**Exercise directions:** The answer is the full set of records below, transcribed exactly.

**Given records:**
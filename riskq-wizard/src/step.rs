use serde::{Deserialize, Serialize};
use ts_rs::TS;

use riskq_core::errors::WizardError;
use riskq_core::records::RiskType;

/// Named wizard steps.
#[derive(Debug, Clone, Copy, PartialEq, Eq, Hash, Serialize, Deserialize, TS)]
#[ts(export)]
#[serde(rename_all = "SCREAMING_SNAKE_CASE")]
pub enum Step {
    Introduction,
    Causes,
    Attacks,
    ClimateChange,
    CatalysingEffects,
    Quantitative,
    Qualitative,
    Review,
}

impl Step {
    pub fn label(self) -> &'static str {
        match self {
            Step::Introduction => "Introduction",
            Step::Causes => "Causes",
            Step::Attacks => "Attacks",
            Step::ClimateChange => "Climate change",
            Step::CatalysingEffects => "Catalysing effects",
            Step::Quantitative => "Quantitative estimates",
            Step::Qualitative => "Qualitative justification",
            Step::Review => "Review",
        }
    }
}

impl std::fmt::Display for Step {
    fn fmt(&self, f: &mut std::fmt::Formatter<'_>) -> std::fmt::Result {
        f.write_str(self.label())
    }
}

/// Navigation control.
#[derive(Debug, Clone, Copy, PartialEq, Eq, Serialize, Deserialize)]
#[serde(rename_all = "snake_case")]
pub enum Nav {
    Next,
    Previous,
}

impl Nav {
    fn direction(self) -> &'static str {
        match self {
            Nav::Next => "next",
            Nav::Previous => "previous",
        }
    }
}

/// Which wizard is running. Cascade flows depend on the risk type.
#[derive(Debug, Clone, Copy, PartialEq, Eq, Hash, Serialize, Deserialize)]
#[serde(rename_all = "snake_case", tag = "kind", content = "risk_type")]
pub enum Flow {
    Cascade(RiskType),
    Direct,
}

use Step::*;

const STANDARD: &[(Step, Step)] = &[
    (Introduction, Causes),
    (Causes, ClimateChange),
    (ClimateChange, CatalysingEffects),
];

const MALICIOUS: &[(Step, Step)] = &[(Introduction, Attacks), (Attacks, CatalysingEffects)];

const EMERGING: &[(Step, Step)] = &[(Introduction, CatalysingEffects)];

const DIRECT: &[(Step, Step)] = &[
    (Introduction, Quantitative),
    (Quantitative, Qualitative),
    (Qualitative, Review),
];

impl Flow {
    /// Forward edges of the flow. `Previous` walks them backwards.
    pub fn transitions(self) -> &'static [(Step, Step)] {
        match self {
            Flow::Cascade(RiskType::Standard) => STANDARD,
            Flow::Cascade(RiskType::Malicious) => MALICIOUS,
            Flow::Cascade(RiskType::Emerging) => EMERGING,
            Flow::Direct => DIRECT,
        }
    }

    pub fn first(self) -> Step {
        Introduction
    }

    /// Steps in order, walked from the first step along the table.
    pub fn steps(self) -> Vec<Step> {
        let mut steps = vec![self.first()];
        let mut current = self.first();
        while let Some((_, next)) = self.transitions().iter().find(|(from, _)| *from == current) {
            steps.push(*next);
            current = *next;
        }
        steps
    }

    pub fn contains(self, step: Step) -> bool {
        step == self.first() || self.transitions().iter().any(|(_, to)| *to == step)
    }

    pub fn name(self) -> &'static str {
        match self {
            Flow::Cascade(RiskType::Standard) => "standard cascade",
            Flow::Cascade(RiskType::Malicious) => "malicious cascade",
            Flow::Cascade(RiskType::Emerging) => "emerging cascade",
            Flow::Direct => "direct analysis",
        }
    }
}

/// Move one step forward or backward. Skipping is impossible: only edges
/// in the flow's table are followed.
pub fn transition(flow: Flow, from: Step, nav: Nav) -> Result<Step, WizardError> {
    if !flow.contains(from) {
        return Err(WizardError::StepNotInFlow {
            flow: flow.name().to_string(),
            step: from.label().to_string(),
        });
    }

    let edges = flow.transitions();
    let target = match nav {
        Nav::Next => edges.iter().find(|(a, _)| *a == from).map(|(_, b)| *b),
        Nav::Previous => edges.iter().find(|(_, b)| *b == from).map(|(a, _)| *a),
    };

    target.ok_or_else(|| WizardError::NoTransition {
        flow: flow.name().to_string(),
        step: from.label().to_string(),
        direction: nav.direction(),
    })
}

**Result of this exercise:**
filename riskq-wizard/src/step.rs
use serde::{Deserialize, Serialize};
use ts_rs::TS;

use riskq_core::errors::WizardError;
use riskq_core::records::RiskType;

/// Named wizard steps.
#[derive(Debug, Clone, Copy, PartialEq, Eq, Hash, Serialize, Deserialize, TS)]
#[ts(export)]
#[serde(rename_all = "SCREAMING_SNAKE_CASE")]
pub enum Step {
    Introduction,
    Causes,
    Attacks,
    ClimateChange,
    CatalysingEffects,
    Quantitative,
    Qualitative,
    Review,
}

impl Step {
    pub fn label(self) -> &'static str {
        match self {
            Step::Introduction => "Introduction",
            Step::Causes => "Causes",
            Step::Attacks => "Attacks",
            Step::ClimateChange => "Climate change",
            Step::CatalysingEffects => "Catalysing effects",
            Step::Quantitative => "Quantitative estimates",
            Step::Qualitative => "Qualitative justification",
            Step::Review => "Review",
        }
    }
}

impl std::fmt::Display for Step {
    fn fmt(&self, f: &mut std::fmt::Formatter<'_>) -> std::fmt::Result {
        f.write_str(self.label())
    }
}

/// Navigation control.
#[derive(Debug, Clone, Copy, PartialEq, Eq, Serialize, Deserialize)]
#[serde(rename_all = "snake_case")]
pub enum Nav {
    Next,
    Previous,
}

impl Nav {
    fn direction(self) -> &'static str {
        match self {
            Nav::Next => "next",
            Nav::Previous => "previous",
        }
    }
}

/// Which wizard is running. Cascade flows depend on the risk type.
#[derive(Debug, Clone, Copy, PartialEq, Eq, Hash, Serialize, Deserialize)]
#[serde(rename_all = "snake_case", tag = "kind", content = "risk_type")]
pub enum Flow {
    Cascade(RiskType),
    Direct,
}

use Step::*;

const STANDARD: &[(Step, Step)] = &[
    (Introduction, Causes),
    (Causes, ClimateChange),
    (ClimateChange, CatalysingEffects),
];

const MALICIOUS: &[(Step, Step)] = &[(Introduction, Attacks), (Attacks, CatalysingEffects)];

const EMERGING: &[(Step, Step)] = &[(Introduction, CatalysingEffects)];

const DIRECT: &[(Step, Step)] = &[
    (Introduction, Quantitative),
    (Quantitative, Qualitative),
    (Qualitative, Review),
];

impl Flow {
    /// Forward edges of the flow. `Previous` walks them backwards.
    pub fn transitions(self) -> &'static [(Step, Step)] {
        match self {
            Flow::Cascade(RiskType::Standard) => STANDARD,
            Flow::Cascade(RiskType::Malicious) => MALICIOUS,
            Flow::Cascade(RiskType::Emerging) => EMERGING,
            Flow::Direct => DIRECT,
        }
    }

    pub fn first(self) -> Step {
        Introduction
    }

    /// Steps in order, walked from the first step along the table.
    pub fn steps(self) -> Vec<Step> {
        let mut steps = vec![self.first()];
        let mut current = self.first();
        while let Some((_, next)) = self.transitions().iter().find(|(from, _)| *from == current) {
            steps.push(*next);
            current = *next;
        }
        steps
    }

    pub fn contains(self, step: Step) -> bool {
        step == self.first() || self.transitions().iter().any(|(_, to)| *to == step)
    }

    pub fn name(self) -> &'static str {
        match self {
            Flow::Cascade(RiskType::Standard) => "standard cascade",
            Flow::Cascade(RiskType::Malicious) => "malicious cascade",
            Flow::Cascade(RiskType::Emerging) => "emerging cascade",
            Flow::Direct => "direct analysis",
        }
    }
}

/// Move one step forward or backward. Skipping is impossible: only edges
/// in the flow's table are followed.
pub fn transition(flow: Flow, from: Step, nav: Nav) -> Result<Step, WizardError> {
    if !flow.contains(from) {
        return Err(WizardError::StepNotInFlow {
            flow: flow.name().to_string(),
            step: from.label().to_string(),
        });
    }

    let edges = flow.transitions();
    let target = match nav {
        Nav::Next => edges.iter().find(|(a, _)| *a == from).map(|(_, b)| *b),
        Nav::Previous => edges.iter().find(|(_, b)| *b == from).map(|(a, _)| *a),
    };

    target.ok_or_else(|| WizardError::NoTransition {
        flow: flow.name().to_string(),
        step: from.label().to_string(),
        direction: nav.direction(),
    })
}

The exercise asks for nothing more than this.